Pernambuco sempre deu uma grande contribuição ao folclore político nacional. Nas décadas de 30\40 do século passado, por exemplo, tínhamos aqui na província uma raposa política que deixou reflexões emblemáticas sobre o exercicio ou arte do fazer política, como o ex-governador e ex-interventor Agamenon Magalhães. Em períodos de ambientes políticos igualmente nublados, como o pós-1964, figuras como a do governador biônico Paulo Guerra também deixaram suas contribuições ao folclore político pernambucano, ao cunhar expressões das mais realísticas sobre o nosso cotidiano.

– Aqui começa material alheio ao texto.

use serde::Deserialize;
use utoipa::ToSchema;

use crate::{
    error::{AppError, AppResult},
    repository::geo::NearestSortBy,
};

#[derive(Debug, Default, Clone, Deserialize, ToSchema)]
pub struct Pagination {
    pub page: Option<i64>,
    pub limit: Option<i64>,
}

impl Pagination {
    pub fn normalize(&self) -> (i64, i64, i64) {
        let page = self.page.unwrap_or(1).max(1);
        let limit = self.limit.unwrap_or(10).clamp(1, 100);
        let offset = (page - 1) * limit;
        (page, limit, offset)
    }
}

#[derive(Debug, Clone, Copy, Deserialize, ToSchema)]
pub enum SortOrder {
    #[serde(rename = "ASC", alias = "asc")]
    Asc,
    #[serde(rename = "DESC", alias = "desc")]
    Desc,
}

impl SortOrder {
    pub fn as_sql(&self) -> &'static str {
        match self {
            SortOrder::Asc => "ASC",
            SortOrder::Desc => "DESC",
        }
    }
}

/// A buyer location plus search radius in meters.
#[derive(Debug, Clone, Deserialize, ToSchema)]
pub struct GeoQuery {
    pub longitude: f64,
    pub latitude: f64,
    pub radius: Option<f64>,
}

impl GeoQuery {
    pub fn validate(&self, default_radius: f64) -> AppResult<(f64, f64, f64)> {
        validate_coordinates(self.longitude, self.latitude)?;
        let radius = self.radius.unwrap_or(default_radius);
        if !radius.is_finite() || radius <= 0.0 {
            return Err(AppError::BadRequest("radius must be greater than 0".into()));
        }
        Ok((self.longitude, self.latitude, radius))
    }
}

pub fn validate_coordinates(longitude: f64, latitude: f64) -> AppResult<()> {
    if !longitude.is_finite() || !(-180.0..=180.0).contains(&longitude) {
        return Err(AppError::BadRequest("invalid longitude".into()));
    }
    if !latitude.is_finite() || !(-90.0..=90.0).contains(&latitude) {
        return Err(AppError::BadRequest("invalid latitude".into()));
    }
    Ok(())
}

#[derive(Debug, Default, Clone, Deserialize, ToSchema)]
#[serde(rename_all = "camelCase")]
pub struct OrderListQuery {
    pub page: Option<i64>,
    pub limit: Option<i64>,
    pub status: Option<String>,
    pub pharmacy_id: Option<i64>,
}

impl OrderListQuery {
    pub fn pagination(&self) -> Pagination {
        Pagination {
            page: self.page,
            limit: self.limit,
        }
    }
}

#[derive(Debug, Default, Clone, Deserialize, ToSchema)]
#[serde(rename_all = "camelCase")]
pub struct StockTransferListQuery {
    pub page: Option<i64>,
    pub limit: Option<i64>,
    pub status: Option<String>,
}

impl StockTransferListQuery {
    pub fn pagination(&self) -> Pagination {
        Pagination {
            page: self.page,
            limit: self.limit,
        }
    }
}

#[derive(Debug, Default, Clone, Deserialize, ToSchema)]
#[serde(rename_all = "camelCase")]
pub struct StockHistoryQuery {
    pub page: Option<i64>,
    pub limit: Option<i64>,
    pub pharmacy_id: Option<i64>,
    pub keyword: Option<String>,
}

impl StockHistoryQuery {
    pub fn pagination(&self) -> Pagination {
        Pagination {
            page: self.page,
            limit: self.limit,
        }
    }
}

#[derive(Debug, Clone, Copy, Default, Deserialize, ToSchema)]
#[serde(rename_all = "lowercase")]
pub enum PharmacyRank {
    #[default]
    Stock,
    Sales,
}

#[derive(Debug, Clone, Deserialize, ToSchema)]
pub struct NearestPharmacyQuery {
    pub longitude: f64,
    pub latitude: f64,
    pub radius: Option<f64>,
    pub rank: Option<PharmacyRank>,
}

impl NearestPharmacyQuery {
    pub fn geo(&self) -> GeoQuery {
        GeoQuery {
            longitude: self.longitude,
            latitude: self.latitude,
            radius: self.radius,
        }
    }
}

#[derive(Debug, Clone, Deserialize, ToSchema)]
#[serde(rename_all = "camelCase")]
pub struct NearestProductsQuery {
    pub longitude: f64,
    pub latitude: f64,
    pub radius: Option<f64>,
    pub category_id: Option<i64>,
    pub keyword: Option<String>,
    pub sort_by: Option<NearestSortBy>,
    pub sort: Option<SortOrder>,
    pub page: Option<i64>,
    pub limit: Option<i64>,
}

impl NearestProductsQuery {
    pub fn geo(&self) -> GeoQuery {
        GeoQuery {
            longitude: self.longitude,
            latitude: self.latitude,
            radius: self.radius,
        }
    }

    pub fn pagination(&self) -> Pagination {
        Pagination {
            page: self.page,
            limit: self.limit,
        }
    }
}

#[cfg(test)]
mod tests {
    use super::*;

    #[test]
    fn pagination_defaults_to_first_page_of_ten() {
        let (page, limit, offset) = Pagination::default().normalize();
        assert_eq!((page, limit, offset), (1, 10, 0));
    }

    #[test]
    fn pagination_clamps_out_of_range_values() {
        let p = Pagination {
            page: Some(0),
            limit: Some(1000),
        };
        assert_eq!(p.normalize(), (1, 100, 0));

        let p = Pagination {
            page: Some(3),
            limit: Some(20),
        };
        assert_eq!(p.normalize(), (3, 20, 40));
    }

    #[test]
    fn sort_order_accepts_both_cases() {
        let upper: SortOrder = serde_json::from_str("\"ASC\"").unwrap();
        let lower: SortOrder = serde_json::from_str("\"desc\"").unwrap();
        assert_eq!(upper.as_sql(), "ASC");
        assert_eq!(lower.as_sql(), "DESC");
    }

    #[test]
    fn malformed_coordinates_are_rejected() {
        assert!(validate_coordinates(106.8, -6.2).is_ok());
        assert!(validate_coordinates(181.0, 0.0).is_err());
        assert!(validate_coordinates(0.0, -91.0).is_err());
        assert!(validate_coordinates(f64::NAN, 0.0).is_err());
    }

    #[test]
    fn geo_query_falls_back_to_default_radius() {
        let q = GeoQuery {
            longitude: 106.8,
            latitude: -6.2,
            radius: None,
        };
        assert_eq!(q.validate(25_000.0).unwrap(), (106.8, -6.2, 25_000.0));

        let q = GeoQuery {
            radius: Some(-1.0),
            ..q
        };
        assert!(q.validate(25_000.0).is_err());
    }

    #[test]
    fn pharmacy_rank_defaults_to_stock() {
        let q: NearestPharmacyQuery =
            serde_json::from_str(r#"{"longitude":106.8,"latitude":-6.2}"#).unwrap();
        assert!(matches!(q.rank.unwrap_or_default(), PharmacyRank::Stock));
        let rank: PharmacyRank = serde_json::from_str("\"sales\"").unwrap();
        assert!(matches!(rank, PharmacyRank::Sales));
    }
}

O ex-governador pernambucano - ungido ao cargo pelos militares em razão de sua origem social e ligações com as tessituras golpistas de então - observava que, em política, não existem as palavras "nunca" nem "jamais", quando se referia aos arranjos ou acordos políticos quase impossíveis de serem explicados pelo caminho da racionalidade ou da coerência ideológica. Ou seja, estávamos tratando aqui de acordos celebrados apenas em razão dos interesses pessoais - não necessariamente de caráter republicanos - entre os atores políticos.

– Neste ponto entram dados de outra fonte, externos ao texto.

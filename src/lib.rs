pub mod audit;
pub mod carrier;
pub mod chat;
pub mod config;
pub mod db;
pub mod dto;
pub mod entity;
pub mod error;
pub mod middleware;
pub mod models;
pub mod repository;
pub mod response;
pub mod routes;
pub mod services;
pub mod state;
pub mod status;
pub mod storage;
use rust_decimal::Decimal;
use serde::{Deserialize, Serialize};
use utoipa::ToSchema;

#[derive(Debug, Deserialize, ToSchema)]
#[serde(rename_all = "camelCase")]
pub struct ShippingFeeRequest {
    pub pharmacy_id: i64,
    pub user_address_id: i64,
    /// Grams.
    pub weight: i64,
}

#[derive(Debug, Clone, Copy, PartialEq, Eq, Serialize, ToSchema)]
#[serde(rename_all = "snake_case")]
pub enum ShippingKind {
    Official,
    NonOfficial,
}

#[derive(Debug, Serialize, ToSchema)]
#[serde(rename_all = "camelCase")]
pub struct ShippingOption {
    pub kind: ShippingKind,
    pub shipping_method_id: i64,
    pub name: String,
    pub fee: Decimal,
}

#[derive(Debug, Serialize, ToSchema)]
#[serde(rename_all = "camelCase")]
pub struct ShippingFeeList {
    pub distance_km: f64,
    pub options: Vec<ShippingOption>,
}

O ex-governador Eduardo Campos, neto de Miguel Arraes, acabou evidenciando que a tese de Paulo Guerra fazia todo sentido, ao homenageá-lo com o nome do Hospital da Restauração, que passou a ser denominado de Hospital da Restauração Governador Paulo Guerra. Ao longo do tempo, revelações históricas iriam demonstrar que ele não caiu nas graças dos militares apenas pelo seu paladar açucarado, uma vez que pertencia à chamada açucarocracia pernambucana. O que não há mais como saber é se o ex-governador Eduardo Campos conhecia esses fatos.
O Brasil como um todo, mas Pernambuco em particular, é marcado por uma ambiente político visceralmente fisiológico, patrimonialista, orientado por interesses familiares ou de grupelhos a eles consorciados, naquilo que o cientista político Edward Benfield definiu muito bem em tratado como o familismo amoral. O estudo de Benfield - frequentemente convidado a visitar o nosso estado por este editor - foi realizado numa aldeia da Itália, mas cai como uma luva se desejarmos entender a dinâmica do nosso ambiente político provinciano.

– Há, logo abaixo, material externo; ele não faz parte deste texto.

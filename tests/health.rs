mod common;

use axum::extract::State;
use pharmacy_marketplace_api::routes::health::health_check;

#[tokio::test]
async fn health_check_returns_ok() -> anyhow::Result<()> {
    let Some(ctx) = common::setup().await? else {
        return Ok(());
    };
    let response = health_check(State(ctx.state.clone())).await?;
    assert_eq!(response.0.message, "Health check");

    let data = response.0.data.expect("health data");
    assert_eq!(data.status, "ok");
    Ok(())
}
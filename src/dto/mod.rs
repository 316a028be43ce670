pub mod auth;
pub mod cart;
pub mod inventory;
pub mod orders;
pub mod shipping;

522 anos depois do descobrimento, nas últimas eleições estaduais, os eleitores pernambucanos tiveram como opção eleger para o Governo do Estado rebentos ou herdeiros de três grandes estruturas oligárquicas\familiares, com décadas de atuação política. Nossa dita "esquerda", com raríssimas e honrosas exceções, por osmose, acabou se adaptando demasiadamente a tal ambiente político, e passou a arientar-se por interesses particularistas, fisiológicos, fazendo jus à identificação de uma esquerda do tipo caviar, carnavalesca, que negocia seus princípios pelas prependas oferecidas por essas oligarquias, fazendo vistas grossas às injustiças cometidas no plano dos indivíduos subjugados e difamados em razão do delito de opinião e coisas do gênero.
Como se já não bastassem os cargos ocupados em instituições federais com representação no Estado, alguns dos seus ilustres representantes já estão coxeando o alambrado do Palácio do Campo das Princesas, à procura de espaço para acomodar seus apaninguados. O pior é que esses atores ungidos assumem esses cargos sem nunhum projeto em mente, cumprindo apenas os ritos comezinhos e auferindo os dividendos e liturgias do cargo, representando, em última análise, um grande prejuízo para a mais-valia pública. Isso para não entrarmos aqui nas outras possibilidades, menos republicanas ainda.
A despeito das narrativas e lacrações conhecidas, eles se assemelham bastante às mesmas práticas condenadas nos adversários políticos. A expressão usada por um amigo, Esqueda Pé na Jaca, se aplica perfeitamente a tal contexto, determinando o DNA ou perfil de nossa esquerda festiva, movida unicamente por interesses pessoais, que abandonou completamente os projetos coletivos. Mais grave é que ainda usam, em vão, o nome do autêntico educador pernambucano Paulo Freire para se escudarem em relação a essas críticas. Tenham pelo menos a decência de permitir um pouco de paz ao educador do país de Casa Amarela. É injusto que ele seja usado, literalmente, como escudo de proteção ética para pessoas sem escrúpulos, guiados por motivações vis, travestidos de bons samaritanos.
Aliás, o termo "travestidos" se aplica perfeitamente a alguns desses atores, pois, assim como as Dianas de Pastoril - com todo o respeito que as Dianas merecem deste editor - eles usam sempre vestes de duas cores e são passíveis de mudarem de lado a qualquer momento, consoante as nuvens políticas sinalizem alguma mudança. A coisa é tão asquerosa e abjeta que, se porventura os militares voltassem ao pode através de um golpe de Estado, no outro dia haveria uma fila de lambedores de botas para recebê-los, com honras, em algumas repartições públicas.